El Diccionario de la Real Academia de la Lengua Española, define el discernir como “Distinguir algo de otra cosa, señalando la diferencia que hay entre ellas. Comúnmente se refiere a operaciones del ánimo”. No me dijo mucho esta definición; para ser sincero nada, como no sea lo elemental entre tantos sinónimos. Faltó allí la inventiva del escritor, también académico, don Arturo Pérez-Reverte, más situado en el mundo real, que en el de los claustros, cualesquiera que ellos fueren. Para el mundo judeocristiano el discernimiento tiene otro alcance, aunque también comprende distinguir una cosa de otra, siendo esto último un mero requisito del discernimiento.

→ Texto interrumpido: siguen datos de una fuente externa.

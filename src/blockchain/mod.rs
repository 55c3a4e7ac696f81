//! Blockchain integration subsystem.
//!
//! # Data Flow
//! ```text
//! Environment Variables (private key) + [network] config
//!     → wallet.rs (key loading, signing)
//!     → client.rs (RPC connection with timeouts and failover)
//!     → transaction.rs (build, sign, broadcast, confirm)
//! ```
//!
//! # Security Constraints
//! - Private keys ONLY from environment variables
//! - Never log private keys or sensitive data
//! - All RPC calls have configurable timeouts

pub mod client;
pub mod transaction;
pub mod types;
pub mod wallet;

pub use client::BlockchainClient;
pub use transaction::TxBuilder;
pub use types::{BlockchainError, BlockchainResult, ChainId, ConfirmationStatus};
pub use wallet::Wallet;
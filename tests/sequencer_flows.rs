//! Approve-then-act sequencing against the in-memory chain.

use alloy::primitives::U256;
use std::time::Duration;

use kasplex_dapp::config::ApprovalPolicy;
use kasplex_dapp::contracts::ContractCall;
use kasplex_dapp::reads::ReadKey;
use kasplex_dapp::sequencer::{ApprovalRequirement, SequenceError, SequenceRequest, SequenceStage};

mod common;
use common::{fast_sequencer_config, tokens, Event, Harness};

fn swap_like_request(h: &Harness, amount: U256) -> SequenceRequest {
    let dex = h.config.contracts.dex;
    let token = h.token(0);
    SequenceRequest {
        flow: "swap",
        approvals: vec![ApprovalRequirement {
            token,
            spender: dex,
            amount,
        }],
        action: ContractCall::claim(dex),
        invalidates: vec![
            ReadKey::TokenBalance {
                token,
                owner: h.owner,
            },
            ReadKey::Allowance {
                token,
                owner: h.owner,
                spender: dex,
            },
        ],
    }
}

fn position(events: &[Event], wanted: &Event) -> usize {
    events
        .iter()
        .position(|e| e == wanted)
        .unwrap_or_else(|| panic!("{:?} not in {:?}", wanted, events))
}

#[tokio::test]
async fn test_sufficient_allowance_skips_approval() {
    let h = Harness::new();
    let dex = h.config.contracts.dex;
    h.chain.set_allowance(h.token(0), h.owner, dex, tokens(100));
    h.set_balance(h.token(0), h.owner, tokens(50));

    let outcome = h.sequencer().run(swap_like_request(&h, tokens(10))).await.unwrap();

    assert!(outcome.approval_txs.is_empty());
    assert_eq!(h.chain.submitted(), vec!["claim"]);
    assert_eq!(outcome.flow, "swap");
}

#[tokio::test]
async fn test_short_allowance_approves_before_action() {
    let h = Harness::new();
    h.set_balance(h.token(0), h.owner, tokens(50));

    let sequencer = h.sequencer();
    let outcome = sequencer.run(swap_like_request(&h, tokens(10))).await.unwrap();

    assert_eq!(h.chain.submitted(), vec!["approve", "claim"]);
    assert_eq!(outcome.approval_txs.len(), 1);
    assert_ne!(outcome.approval_txs[0], outcome.action_tx);

    let events = h.chain.events();
    let approval_receipt = position(&events, &Event::Receipt("approve"));
    let action_submit = position(&events, &Event::Submit("claim"));
    assert!(
        approval_receipt < action_submit,
        "action submitted before approval receipt: {:?}",
        events
    );
    assert_eq!(sequencer.stage(), SequenceStage::Idle);
}

#[tokio::test]
async fn test_unlimited_policy_approves_max() {
    let h = Harness::new();
    let dex = h.config.contracts.dex;
    h.set_balance(h.token(0), h.owner, tokens(50));

    h.sequencer().run(swap_like_request(&h, tokens(10))).await.unwrap();

    assert_eq!(h.chain.allowance(h.token(0), h.owner, dex), U256::MAX);
}

#[tokio::test]
async fn test_exact_policy_approves_required_amount() {
    let h = Harness::new();
    let dex = h.config.contracts.dex;
    h.set_balance(h.token(0), h.owner, tokens(50));

    let mut config = fast_sequencer_config();
    config.approval_policy = ApprovalPolicy::Exact;
    h.sequencer_with(config)
        .run(swap_like_request(&h, tokens(10)))
        .await
        .unwrap();

    assert_eq!(h.chain.allowance(h.token(0), h.owner, dex), tokens(10));
}

#[tokio::test]
async fn test_only_short_allowances_are_approved() {
    let h = Harness::new();
    let dex = h.config.contracts.dex;
    let (first, second) = (h.token(0), h.token(1));
    h.chain.set_allowance(first, h.owner, dex, tokens(5));

    let request = SequenceRequest {
        flow: "add_liquidity",
        approvals: vec![
            ApprovalRequirement {
                token: first,
                spender: dex,
                amount: tokens(5),
            },
            ApprovalRequirement {
                token: second,
                spender: dex,
                amount: tokens(7),
            },
        ],
        action: ContractCall::claim(dex),
        invalidates: vec![],
    };
    let outcome = h.sequencer().run(request).await.unwrap();

    let calls = h.chain.submitted_calls();
    assert_eq!(calls.len(), 2);
    assert_eq!(calls[0].function, "approve");
    assert_eq!(calls[0].target, second);
    assert_eq!(outcome.approval_txs.len(), 1);
}

#[tokio::test]
async fn test_dependent_reads_reissued_after_success() {
    let h = Harness::new();
    h.set_balance(h.token(0), h.owner, tokens(50));
    let request = swap_like_request(&h, tokens(10));
    let dependents = request.invalidates.clone();

    let outcome = h.sequencer().run(request).await.unwrap();

    let events = h.chain.events();
    let action_receipt = position(&events, &Event::Receipt("claim"));
    for key in &dependents {
        assert!(
            events[action_receipt..].contains(&Event::Read(key.clone())),
            "{:?} not re-read after the action",
            key
        );
    }
    assert_eq!(outcome.refreshed_reads, dependents.len());

    let balance = h.ctx.reads.cached(&dependents[0]).unwrap();
    assert_eq!(balance.as_amount(), Some(tokens(50)));
}

#[tokio::test]
async fn test_failed_dependent_read_is_left_empty() {
    let h = Harness::new();
    // Balance read is not scripted, so it fails during the refresh.
    let request = swap_like_request(&h, tokens(10));
    let balance_key = request.invalidates[0].clone();

    let outcome = h.sequencer().run(request).await.unwrap();

    assert_eq!(outcome.refreshed_reads, 1);
    assert!(h.ctx.reads.cached(&balance_key).is_none());
}

#[tokio::test]
async fn test_approval_submission_error_resets_without_action() {
    let h = Harness::new();
    h.chain.fail_submit("approve");

    let sequencer = h.sequencer();
    let err = sequencer
        .run(swap_like_request(&h, tokens(10)))
        .await
        .unwrap_err();

    assert!(matches!(err, SequenceError::Submission { function: "approve", .. }));
    assert_eq!(sequencer.stage(), SequenceStage::Idle);
    assert!(!sequencer.is_processing());
    assert!(h.chain.submitted().is_empty());
    assert!(!h.chain.events().contains(&Event::Submit("claim")));
}

#[tokio::test]
async fn test_approval_revert_resets_without_action() {
    let h = Harness::new();
    h.chain.revert("approve");

    let sequencer = h.sequencer();
    let err = sequencer
        .run(swap_like_request(&h, tokens(10)))
        .await
        .unwrap_err();

    assert!(matches!(err, SequenceError::Reverted { function: "approve", .. }));
    assert_eq!(h.chain.submitted(), vec!["approve"]);
    assert_eq!(sequencer.stage(), SequenceStage::Idle);
}

#[tokio::test]
async fn test_action_receipt_error_resets() {
    let h = Harness::new();
    h.chain
        .set_allowance(h.token(0), h.owner, h.config.contracts.dex, U256::MAX);
    h.chain.fail_receipt("claim");

    let sequencer = h.sequencer();
    let err = sequencer
        .run(swap_like_request(&h, tokens(10)))
        .await
        .unwrap_err();

    assert!(matches!(err, SequenceError::Receipt { function: "claim", .. }));
    assert_eq!(sequencer.stage(), SequenceStage::Idle);
    assert_eq!(h.chain.submitted(), vec!["claim"]);
}

#[tokio::test]
async fn test_sequencer_usable_after_failure() {
    let h = Harness::new();
    h.chain.fail_submit("approve");
    let sequencer = h.sequencer();
    assert!(sequencer.run(swap_like_request(&h, tokens(10))).await.is_err());

    h.chain
        .set_allowance(h.token(0), h.owner, h.config.contracts.dex, U256::MAX);
    let outcome = sequencer.run(swap_like_request(&h, tokens(10))).await.unwrap();
    assert!(outcome.approval_txs.is_empty());
}

#[tokio::test]
async fn test_allowance_read_error_counts_as_zero() {
    let h = Harness::new();
    h.chain.fail_reads("allowance");

    let outcome = h.sequencer().run(swap_like_request(&h, tokens(10))).await.unwrap();

    assert_eq!(outcome.approval_txs.len(), 1);
    assert_eq!(h.chain.submitted(), vec!["approve", "claim"]);
}

#[tokio::test]
async fn test_waits_for_lagging_allowance() {
    let h = Harness::new();
    h.chain.allowance_lag(30);

    h.sequencer().run(swap_like_request(&h, tokens(10))).await.unwrap();

    let events = h.chain.events();
    let approval_receipt = position(&events, &Event::Receipt("approve"));
    let action_submit = position(&events, &Event::Submit("claim"));
    let polls = events[approval_receipt..action_submit]
        .iter()
        .filter(|e| matches!(e, Event::Read(ReadKey::Allowance { .. })))
        .count();
    assert!(polls >= 2, "expected repeated allowance polls, got {:?}", events);
}

#[tokio::test]
async fn test_proceeds_after_allowance_poll_timeout() {
    let h = Harness::new();
    h.chain.ignore_approvals();

    let mut config = fast_sequencer_config();
    config.allowance_poll_timeout_ms = 20;
    let outcome = h
        .sequencer_with(config)
        .run(swap_like_request(&h, tokens(10)))
        .await
        .unwrap();

    assert_eq!(h.chain.submitted(), vec!["approve", "claim"]);
    assert_eq!(outcome.approval_txs.len(), 1);
}

#[tokio::test]
async fn test_not_connected_submits_nothing() {
    let h = Harness::new();
    h.session.disconnect();

    let sequencer = h.sequencer();
    let err = sequencer
        .run(swap_like_request(&h, tokens(10)))
        .await
        .unwrap_err();

    assert!(matches!(err, SequenceError::NotConnected));
    assert!(h.chain.events().is_empty());
    assert_eq!(sequencer.stage(), SequenceStage::Idle);
}

#[tokio::test]
async fn test_second_run_rejected_while_processing() {
    let h = Harness::new();
    let gate = h.chain.gate_receipts();
    let sequencer = h.sequencer();
    let mut stages = sequencer.subscribe();

    let running = sequencer.clone();
    let request = swap_like_request(&h, tokens(10));
    let first = tokio::spawn(async move { running.run(request).await });

    stages
        .wait_for(|s| *s == SequenceStage::Approving)
        .await
        .unwrap();
    assert!(sequencer.is_processing());

    let err = sequencer
        .run(swap_like_request(&h, tokens(10)))
        .await
        .unwrap_err();
    assert!(matches!(err, SequenceError::Busy));

    // approve receipt, then action receipt
    gate.notify_one();
    stages.wait_for(|s| *s == SequenceStage::Acting).await.unwrap();
    gate.notify_one();

    let outcome = tokio::time::timeout(Duration::from_secs(5), first)
        .await
        .unwrap()
        .unwrap()
        .unwrap();
    assert_eq!(outcome.approval_txs.len(), 1);
    assert_eq!(h.chain.submitted(), vec!["approve", "claim"]);
}

#[tokio::test]
async fn test_success_held_until_reset_delay() {
    let h = Harness::new();
    h.chain
        .set_allowance(h.token(0), h.owner, h.config.contracts.dex, U256::MAX);

    let mut config = fast_sequencer_config();
    config.success_reset_ms = 100;
    let sequencer = h.sequencer_with(config);
    let mut stages = sequencer.subscribe();

    let running = sequencer.clone();
    let request = swap_like_request(&h, tokens(10));
    let task = tokio::spawn(async move { running.run(request).await });

    stages
        .wait_for(|s| *s == SequenceStage::Success)
        .await
        .unwrap();
    assert!(!sequencer.is_processing());

    task.await.unwrap().unwrap();
    assert_eq!(sequencer.stage(), SequenceStage::Idle);
}

#[tokio::test]
async fn test_zero_approval_request_goes_straight_to_action() {
    let h = Harness::new();
    let request = SequenceRequest {
        flow: "claim",
        approvals: vec![],
        action: ContractCall::claim(h.config.contracts.faucet),
        invalidates: vec![ReadKey::LastClaim(h.owner)],
    };

    let outcome = h.sequencer().run(request).await.unwrap();

    assert_eq!(h.chain.submitted(), vec!["claim"]);
    assert!(!h
        .chain
        .events()
        .iter()
        .any(|e| matches!(e, Event::Read(ReadKey::Allowance { .. }))));
    assert!(outcome.approval_txs.is_empty());
    assert_eq!(outcome.block_number, 1);
}

#[tokio::test]
async fn test_old_reset_does_not_clobber_newer_run() {
    let h = Harness::new();
    h.chain
        .set_allowance(h.token(0), h.owner, h.config.contracts.dex, U256::MAX);

    let mut config = fast_sequencer_config();
    config.success_reset_ms = 200;
    let sequencer = h.sequencer_with(config);
    let mut stages = sequencer.subscribe();

    let first_handle = sequencer.clone();
    let first_request = swap_like_request(&h, tokens(10));
    let first = tokio::spawn(async move { first_handle.run(first_request).await });
    stages
        .wait_for(|s| *s == SequenceStage::Success)
        .await
        .unwrap();

    // Second run starts during the first run's success hold and parks on its receipt.
    let gate = h.chain.gate_receipts();
    let second_handle = sequencer.clone();
    let second_request = swap_like_request(&h, tokens(10));
    let second = tokio::spawn(async move { second_handle.run(second_request).await });
    stages
        .wait_for(|s| *s == SequenceStage::Acting)
        .await
        .unwrap();

    first.await.unwrap().unwrap();
    assert_eq!(sequencer.stage(), SequenceStage::Acting);
    assert!(sequencer.is_processing());

    gate.notify_one();
    tokio::time::timeout(Duration::from_secs(5), second)
        .await
        .unwrap()
        .unwrap()
        .unwrap();
    assert_eq!(sequencer.stage(), SequenceStage::Idle);
    assert_eq!(h.chain.submitted(), vec!["claim", "claim"]);
}

#[tokio::test]
async fn test_cancelled_run_returns_to_idle() {
    let h = Harness::new();
    let _gate = h.chain.gate_receipts();
    let sequencer = h.sequencer();

    let result = tokio::time::timeout(
        Duration::from_millis(50),
        sequencer.run(swap_like_request(&h, tokens(10))),
    )
    .await;

    assert!(result.is_err());
    assert_eq!(h.chain.submitted(), vec!["approve"]);
    assert_eq!(sequencer.stage(), SequenceStage::Idle);
    assert!(!sequencer.is_processing());
}
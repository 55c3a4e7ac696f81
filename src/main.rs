//! kasplex-dapp command line client.

use clap::{Parser, Subcommand};
use serde::Serialize;
use std::path::PathBuf;
use std::time::Duration;
use tokio::sync::mpsc;

use kasplex_dapp::config::loader::load_or_default;
use kasplex_dapp::display::{
    explorer_tx_url, format_amount, format_fixed, format_usd, parse_amount, short_address,
};
use kasplex_dapp::flows::{faucet, liquidity, nft, pools, portfolio, swap, FlowContext};
use kasplex_dapp::lifecycle::signals::shutdown_on_ctrl_c;
use kasplex_dapp::market::{Pair, TokenSlot};
use kasplex_dapp::observability::{logging, metrics};
use kasplex_dapp::reads::{PollRound, Poller, ReadKey, ReadValue};
use kasplex_dapp::session::SessionStatus;
use kasplex_dapp::{App, SequenceOutcome, SequenceRequest, Shutdown};

#[derive(Parser)]
#[command(name = "kasplex-dapp")]
#[command(about = "Swap, provide liquidity, trade NFTs and claim faucet tokens on Kasplex testnet", long_about = None)]
struct Cli {
    /// TOML config file; built-in testnet defaults when omitted.
    #[arg(short, long, global = true)]
    config: Option<PathBuf>,

    /// Print machine-readable JSON.
    #[arg(long, global = true)]
    json: bool,

    #[command(subcommand)]
    command: Commands,
}

#[derive(Subcommand)]
enum Commands {
    /// Chain, RPC and wallet status
    Status,
    /// Token balances, shares and NFT count of the connected wallet
    Balances,
    /// Reserves, price ratio and TVL of every pool
    Pools,
    /// Price a swap without sending anything
    Quote {
        /// Token to sell (symbol or address)
        from: String,
        /// Token to buy (symbol or address)
        to: String,
        /// Amount to sell, in whole tokens
        amount: String,
    },
    /// Swap tokens, approving the DEX first if needed
    Swap {
        from: String,
        to: String,
        amount: String,
        /// Override the configured slippage tolerance (basis points)
        #[arg(long)]
        slippage_bps: Option<u32>,
    },
    /// Add liquidity to a pool (1 = A/B, 2 = A/C, 3 = B/C)
    AddLiquidity {
        pair: u8,
        amount1: String,
        amount2: String,
    },
    /// Faucet cooldown and reserves
    Faucet,
    /// Claim faucet tokens
    Claim,
    /// Active NFT listings
    Listings,
    /// Buy a listed NFT
    BuyNft {
        token_id: u64,
        /// Payment token (symbol or address)
        #[arg(long, default_value = "PLAT")]
        pay_with: String,
    },
    /// List an owned NFT for sale
    ListNft {
        token_id: u64,
        /// Price in token A, in whole tokens
        price: String,
    },
    /// Poll balances and reserves until Ctrl-C
    Watch,
}

#[tokio::main]
async fn main() -> Result<(), Box<dyn std::error::Error>> {
    let cli = Cli::parse();
    let config = load_or_default(cli.config.as_deref())?;

    logging::init_logging(&config.observability.log_level);

    if config.observability.metrics_enabled {
        match config.observability.metrics_address.parse() {
            Ok(addr) => metrics::init_metrics(addr),
            Err(_) => tracing::error!(
                metrics_address = %config.observability.metrics_address,
                "Failed to parse metrics address"
            ),
        }
    }

    let app = App::bootstrap(config, true).await?;
    let ctx = &app.flows;

    match cli.command {
        Commands::Status => {
            let status = StatusReport {
                session: app.session.status(),
                chain_id: app.client.get_chain_id().await.ok().map(|c| c.0),
                expected_chain_id: app.config.network.chain_id,
                block_number: app.client.get_block_number().await.ok(),
                rpc_healthy: app.client.is_healthy().await,
                rpc_url: app.config.network.rpc_url.clone(),
            };
            emit(cli.json, &status, |s| {
                let wallet = match s.session {
                    SessionStatus::Connected(address) => short_address(address),
                    SessionStatus::Disconnected => "not connected".to_string(),
                };
                println!("RPC:      {} ({})", s.rpc_url, if s.rpc_healthy { "healthy" } else { "unreachable" });
                println!("Chain:    {:?} (expected {})", s.chain_id, s.expected_chain_id);
                println!("Block:    {:?}", s.block_number);
                println!("Wallet:   {}", wallet);
            })?;
        }
        Commands::Balances => {
            let p = portfolio::fetch_portfolio(ctx).await?;
            emit(cli.json, &p, |p| {
                println!("Wallet {}", short_address(p.owner));
                for h in &p.holdings {
                    println!(
                        "  {:<5} {:>20}  ${:>16}  {:>6.2}%",
                        h.token.symbol,
                        format_amount(h.balance, 2),
                        format_amount(h.usd_value, 2),
                        h.percent
                    );
                }
                println!("  Total {:>20}  ${:>16}", format_amount(p.total, 2), format_amount(p.total_usd, 2));
                println!("  NFTs  {}", p.nft_count);
            })?;
        }
        Commands::Pools => {
            let stats = pools::fetch_pools(ctx).await;
            emit(cli.json, &stats, |stats| {
                for s in stats {
                    println!(
                        "{}/{}: {} / {}  ratio {}  share {:.1}% / {:.1}%  TVL ${}",
                        s.symbol0,
                        s.symbol1,
                        format_amount(s.reserve0, 2),
                        format_amount(s.reserve1, 2),
                        s.price_ratio.as_deref().unwrap_or("-"),
                        s.share0_pct,
                        s.share1_pct,
                        format_amount(s.tvl_usd, 2)
                    );
                }
            })?;
        }
        Commands::Quote { from, to, amount } => {
            let (token_in, token_out) = resolve_pair(ctx, &from, &to)?;
            let q = swap::quote(ctx, token_in, token_out, parse_amount(&amount)?).await?;
            emit(cli.json, &q, print_quote)?;
        }
        Commands::Swap {
            from,
            to,
            amount,
            slippage_bps,
        } => {
            let (token_in, token_out) = resolve_pair(ctx, &from, &to)?;
            let mut q = swap::quote(ctx, token_in, token_out, parse_amount(&amount)?).await?;
            if let Some(bps) = slippage_bps {
                q = q.with_slippage(bps);
            }
            if !cli.json {
                print_quote(&q);
            }
            let request = swap::prepare_swap(ctx, &q).await?;
            execute(&app, request, cli.json).await?;
        }
        Commands::AddLiquidity {
            pair,
            amount1,
            amount2,
        } => {
            let pair = Pair::from_id(pair)?;
            let request = liquidity::prepare_add_liquidity(
                ctx,
                pair,
                parse_amount(&amount1)?,
                parse_amount(&amount2)?,
            )
            .await?;
            execute(&app, request, cli.json).await?;
        }
        Commands::Faucet => {
            let status = faucet::fetch_status(ctx, faucet::unix_now()).await?;
            emit(cli.json, &status, |s| {
                if s.can_claim {
                    println!("Ready to claim");
                } else {
                    println!("Next claim in {}", s.cooldown);
                }
                if let Some(amount) = s.claim_amount {
                    println!("Claim amount: {}", format_amount(amount, 2));
                }
                for (symbol, balance) in &s.reserves {
                    let shown = balance.map(|b| format_fixed(b, 0)).unwrap_or_else(|| "-".into());
                    println!("  Faucet {:<5} {}", symbol, shown);
                }
            })?;
        }
        Commands::Claim => {
            let request = faucet::prepare_claim(ctx, faucet::unix_now()).await?;
            execute(&app, request, cli.json).await?;
        }
        Commands::Listings => {
            let listings = nft::scan_listings(ctx).await;
            emit(cli.json, &listings, |listings| {
                if listings.is_empty() {
                    println!("No active listings");
                }
                for l in listings {
                    println!(
                        "#{:<4} {:>14} {}  seller {}",
                        l.token_id,
                        format_fixed(l.price, 4),
                        ctx.registry.get(TokenSlot::A).symbol,
                        short_address(l.seller)
                    );
                }
            })?;
        }
        Commands::BuyNft { token_id, pay_with } => {
            let slot = ctx.registry.lookup(&pay_with)?.slot;
            let request = nft::prepare_buy(ctx, token_id, slot).await?;
            execute(&app, request, cli.json).await?;
        }
        Commands::ListNft { token_id, price } => {
            let request = nft::prepare_list(ctx, token_id, parse_amount(&price)?)?;
            execute(&app, request, cli.json).await?;
        }
        Commands::Watch => watch(&app, cli.json).await?,
    }

    Ok(())
}

#[derive(Serialize)]
struct StatusReport {
    session: SessionStatus,
    chain_id: Option<u64>,
    expected_chain_id: u64,
    block_number: Option<u64>,
    rpc_healthy: bool,
    rpc_url: String,
}

fn emit<T: Serialize>(
    json: bool,
    value: &T,
    human: impl FnOnce(&T),
) -> Result<(), Box<dyn std::error::Error>> {
    if json {
        println!("{}", serde_json::to_string_pretty(value)?);
    } else {
        human(value);
    }
    Ok(())
}

fn resolve_pair(
    ctx: &FlowContext,
    from: &str,
    to: &str,
) -> Result<(TokenSlot, TokenSlot), Box<dyn std::error::Error>> {
    Ok((ctx.registry.lookup(from)?.slot, ctx.registry.lookup(to)?.slot))
}

fn print_quote(q: &swap::SwapQuote) {
    println!("Pair:          {} (id {})", q.pair.label(), q.pair.id());
    println!("You pay:       {}", format_fixed(q.amount_in, 6));
    println!("You receive:   {}", format_fixed(q.amount_out, 6));
    println!("Minimum out:   {} ({} bps slippage)", format_fixed(q.min_amount_out, 6), q.slippage_bps);
    if q.price_impact_pct < 0.01 {
        println!("Price impact:  < 0.01%");
    } else {
        println!("Price impact:  {:.2}%", q.price_impact_pct);
    }
    println!("Rate:          {}", q.exchange_rate.as_deref().unwrap_or("-"));
    println!("Value:         ${}", format_usd(q.amount_in));
}

/// Run one sequence, echoing stage changes to stderr.
async fn execute(
    app: &App,
    request: SequenceRequest,
    json: bool,
) -> Result<(), Box<dyn std::error::Error>> {
    // The process exits after one sequence; skip the idle reset delay.
    let sequencer = app.sequencer(|c| c.success_reset_ms = 0);

    let mut stages = sequencer.subscribe();
    let progress = tokio::spawn(async move {
        while stages.changed().await.is_ok() {
            let stage = *stages.borrow_and_update();
            eprintln!("[{}]", stage);
        }
    });

    let result = sequencer.run(request).await;
    drop(sequencer);
    progress.abort();

    let outcome: SequenceOutcome = result?;
    let explorer = &app.config.network.explorer_url;
    emit(json, &outcome, |o| {
        for tx in &o.approval_txs {
            println!("Approval: {}", explorer_tx_url(explorer, *tx));
        }
        println!("{}: {}", o.flow, explorer_tx_url(explorer, o.action_tx));
        println!("Confirmed in block {}", o.block_number);
    })
}

async fn watch(app: &App, json: bool) -> Result<(), Box<dyn std::error::Error>> {
    let shutdown = Shutdown::new();
    let (tx, mut rx) = mpsc::unbounded_channel::<PollRound>();
    let polling = &app.config.polling;

    let mut balance_keys = Vec::new();
    if let Some(owner) = app.session.address() {
        balance_keys.push(ReadKey::NativeBalance(owner));
        for token in app.flows.registry.all() {
            balance_keys.push(ReadKey::TokenBalance {
                token: token.address,
                owner,
            });
        }
        balance_keys.push(ReadKey::NftBalance(owner));
    }
    let reserve_keys: Vec<ReadKey> = Pair::ALL.into_iter().map(ReadKey::Reserves).collect();

    let balances = Poller::new(
        "balances",
        app.reads.clone(),
        balance_keys,
        Duration::from_millis(polling.balance_interval_ms),
    )
    .with_updates(tx.clone());
    let reserves = Poller::new(
        "reserves",
        app.reads.clone(),
        reserve_keys,
        Duration::from_millis(polling.reserves_interval_ms),
    )
    .with_updates(tx);

    let balance_task = tokio::spawn(balances.run(shutdown.subscribe()));
    let reserve_task = tokio::spawn(reserves.run(shutdown.subscribe()));
    tokio::spawn(shutdown_on_ctrl_c(shutdown.clone()));

    while let Some(round) = rx.recv().await {
        if json {
            println!("{}", serde_json::to_string(&round)?);
            continue;
        }
        for (key, value) in &round {
            println!("{:<16} {}", key.kind(), describe(value.as_ref()));
        }
    }

    let _ = tokio::join!(balance_task, reserve_task);
    tracing::info!("Watch stopped");
    Ok(())
}

fn describe(value: Option<&ReadValue>) -> String {
    match value {
        None => "no data yet".to_string(),
        Some(ReadValue::Amount(v)) => format_amount(*v, 4),
        Some(ReadValue::Reserves { reserve0, reserve1 }) => {
            format!("{} / {}", format_amount(*reserve0, 2), format_amount(*reserve1, 2))
        }
        Some(ReadValue::Listing(l)) => format!(
            "{} {}",
            format_fixed(l.price, 4),
            if l.active { "active" } else { "inactive" }
        ),
        Some(ReadValue::Address(a)) => short_address(*a),
    }
}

Discernir es mucho más que separar lo cierto de lo erróneo, la verdad sobre la mentira, el bien del mal, la materia del espíritu. En el Pentateuco o la Torá para los judíos, se encuentran varias menciones del discernir en momentos álgidos de una situación. Y en el primer concilio cristiano, llamado también el Concilio de Jerusalén ( por la segunda mitad del siglo I) dos interpretaciones pastorales se enfrentaron entre los discípulos del Cristo, la de San Pablo quien predicaba preferentemente hacia los “gentiles” o no judíos, y la de Santiago que predicaba con mayor énfasis entre los judíos, de donde él mismo provenía. El hecho es que ante la peligrosa tensión que había surgido sobre aplicar o no la ley de Moisés a los gentiles convertidos (entre otros preceptos la obligación de circuncidarse) y quienes afirmaban que sí.

Este fue el sentido de la convocatoria a Jerusalén; discernir sobre este tema y evitar una división en la naciente iglesia. Para los judeocristianos discernir es reunirse en la presencia del Espíritu Santo para llegar a la verdad, dilucidar el conflicto despojándose cada uno de sus razonamientos preconcebidos para encontrar en el consenso la verdad, no como fruto de una votación donde se impone la mayoría, dejando vencedores y vencidos, sino el convencimiento de lo acordado como lo más adecuado, luego de la libre y honesta deliberación.

Y se logró, nació realmente el cristianismo en ese Concilio, y Pablo y Santiago asumieron lo acordado, atendieron el llamado de la iglesia de Jerusalén (la asamblea de creyentes junto a su obispo Pedro) sin un vencedor y un vencido, y allí surgió el cristianismo como religión universal, separada del judaísmo.

No tengo la preparación para exponer sobre estos temas, pero si la buena intención y la curiosidad histórica por madurar mi fe. Lo que me hace compartir con el lector la inquietud no solo por nuestra Iglesia común, hoy sometida a las misma tensiones y conflictos como los del año I de nuestra era, que se intentan dilucidar, algunos de ellos, en el próximo Sínodo de Obispos convocado para el mes de octubre, con un solo tema: “la Iglesia sinodal”. A esperar que, a la luz del discernimiento de sus integrantes, bajo la invocación del Espíritu Santo, retomamos la esencia del ser cristiano.

¿Qué podemos aprender, interiorizar, asumir, los creyentes y no creyentes del discernimiento en el sentido expuesto, para aplicar la toma de decisiones en la vida política? Es evidente que mucho. Porque inmersos como nos encontramos a nivel mundial desde El Salvador, Venezuela , Estados Unidos, Rusia, Panamá, Siria y en cada uno de los países existentes con incontrolables crisis de convivencia y seguridad, y a pesar de las continuas reuniones, convenciones, pactos, firmas de documentos, nuevas constituciones, no hemos podido alcanzar una relativa paz interna que nos permita compartir un mismo objetivo. No obstante, como en nuestro caso, hablar un mismo idioma, estar sometido a un mismo cuerpo legal y sistema económico. El desprenderse, pues, de posturas preconcebidas, disponerse a escuchar al otro, asumir el conflicto para solucionarlo y determinar el objetivo, se nos impone para sobrevivir y darle continuidad a la especie humana. De lo contrario, el mundo queda a disposición de los Putin, los Chávez, los Kim Jong-Un, y cuanto autócrata ande por el mundo acumulando víctimas, egos y riquezas.